Tuesday, November 16, 2010

"F" is for friends who do stuff together!

Let's look back for a second my earlier post in which my mother told me I wouldn't make any friends at college.

(Slight exaggeration).

Here's a slightly different angle on that story: The reason I was so upset was, of course, because I feared that she was right. I feared four years of Friday nights with nowhere to be, too much sleep, and a lot of weight loss because the gym is open when social avenues are not. I feared being plopped down alone in the middle of a strange place, and eventually leaving alone from it and not caring at all. I feared not hugging anyone but my family at graduation.

All of these fears are totally legitimate for anyone going to college close or far away--they're just a little more accentuated for those of us who know we won't have our high school friends close by to fall back on.

(Although let me clarify, by no means did I lose sleep about them during senior year. I wasn't too worried.)

Here's the deal: chances are overwhelmingly good that you will make friends in college. Personally, I lucked out--I literally walked around the corner one day during orientation, and there they were! A group of people who had just met, liked each other, and liked me. You might be lucky enough to get such a pre-formed family of friends, and if so then you will spend the year growing even closer to some of them as you explore the things you actually have in common that make you all work as a group.

Or, you might have to work a little harder to find them. I have friends now that I had to "develop," if you will (don't picture backhoes). Relationships take time and that's fine, but don't be terrified to ask someone to have lunch with you. Food is a good excuse to talk and bond and soon you'll be taking roadtrips and stealing laundry together.

How do you meet them, you might ask? Here's the answer you will hear a million times: get involved. Really. Find an organization that does what you love, and go to it, especially if it meets consistently. This gives you scheduled time to hang out with people who have the same interests as you, and gets you past some awkward small talk about what you might have in common. If a group that seems to do, in name, all the things you ever hoped and dreamed, but doesn't actually meet that often or have a setup open to conversation, then by all means still go to it. But go to other things as well. If it doesn't meet that often you have no excuse for time :)

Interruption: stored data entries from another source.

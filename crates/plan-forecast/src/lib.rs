//! # Plan Forecast
//!
//! 需求預測引擎：移動平均、指數平滑、季節分解、多項式迴歸，以及回測自動選擇

pub mod engine;
pub mod exponential;
pub mod moving_average;
pub mod regression;
pub mod seasonal;
pub mod selection;

use plan_core::ForecastMethod;

// Re-export 主要類型
pub use engine::{ForecastBatch, ForecastEngine, ForecastOutput};
pub use selection::{CandidateScore, SelectionReason, SelectionReport};

/// 95% 信賴區間的 z 值
pub const Z_95: f64 = 1.96;

/// 演算法估計結果（尚未截斷負值）
#[derive(Debug, Clone, PartialEq)]
pub struct Estimate {
    /// 各期點估計
    pub points: Vec<f64>,

    /// 樣本內殘差標準差
    pub residual_std: f64,
}

/// 預測演算法：給定歷史與期數，產生 N 期估計
///
/// 呼叫端負責確認歷史長度已達 [`ForecastMethod::min_history`]。
pub trait Estimator {
    fn fit_predict(&self, history: &[f64], horizon: usize) -> Estimate;
}

/// 依方法參數執行對應的演算法
pub fn estimate(method: &ForecastMethod, history: &[f64], horizon: usize) -> Estimate {
    match *method {
        ForecastMethod::MovingAverage { window, weighted } => {
            moving_average::MovingAverage { window, weighted }.fit_predict(history, horizon)
        }
        ForecastMethod::ExponentialSmoothing {
            alpha,
            beta,
            gamma,
            season_length,
        } => exponential::ExponentialSmoothing {
            alpha,
            beta,
            gamma,
            season_length,
        }
        .fit_predict(history, horizon),
        ForecastMethod::SeasonalDecomposition {
            season_length,
            model,
        } => seasonal::SeasonalDecomposition {
            season_length,
            model,
        }
        .fit_predict(history, horizon),
        ForecastMethod::Regression { degree } => {
            regression::PolynomialRegression { degree }.fit_predict(history, horizon)
        }
    }
}

/// 殘差標準差（樣本數不足時為 0）
pub(crate) fn residual_std(residuals: &[f64], dof_loss: usize) -> f64 {
    let n = residuals.len();
    if n == 0 {
        return 0.0;
    }
    let denominator = if n > dof_loss { n - dof_loss } else { n };
    let sse: f64 = residuals.iter().map(|r| r * r).sum();
    (sse / denominator as f64).sqrt()
}

pub(crate) fn mean(values: &[f64]) -> f64 {
    if values.is_empty() {
        return 0.0;
    }
    values.iter().sum::<f64>() / values.len() as f64
}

Finally, don't stress about friendship. It may not be something you can check off on your college to-do list by the end of August, but it's not a checklist anyway. It's shenanigans and food and coffee and late nights in the dorms watching bad movies. And it will happen for you if you look for it.

Friday, November 12, 2010

Almost there

By some miracle, we are already less than two weeks away from Thanksgiving (and, for those of us going home, only about a week and a half). This is not only crunch time for the semester--ie, for me, two huge group projects, two papers, and an exam--but also the time when students are likely to go crazy and give up. We're so close to 5 glorious days of no school that if we can just barely survive until then, we'll be ok. And sometimes "barely surviving" doesn't involve doing homework.

Suggestion #1--do your homework. Seriously. These weeks are crazy, but you are in face here to work and it will make the break that much better. Especially for those of us going home. Don't rely on airport time to get your work done. Wireless is spotty and/or expensive depending on where you go, and electronics-less takeoff and landing take a big chunk of time out of anything you might work on. The last thing you want is to be looking forward to a good break with your family and then be stuck doing homework. Times at home are brief and rare, and actually taking the time to prepare for them will make them even better. Focus on your friends and family rather than your projects.

Suggestion #2--don't lose heart. Homesickness can get much more acute when you're close to being done with it, but rather than spending your days pining away for home-cooked pies and twiddling your thumbs, get some time with the people you love at college. Remind yourself of the good things here as well as looking forward to the trip home.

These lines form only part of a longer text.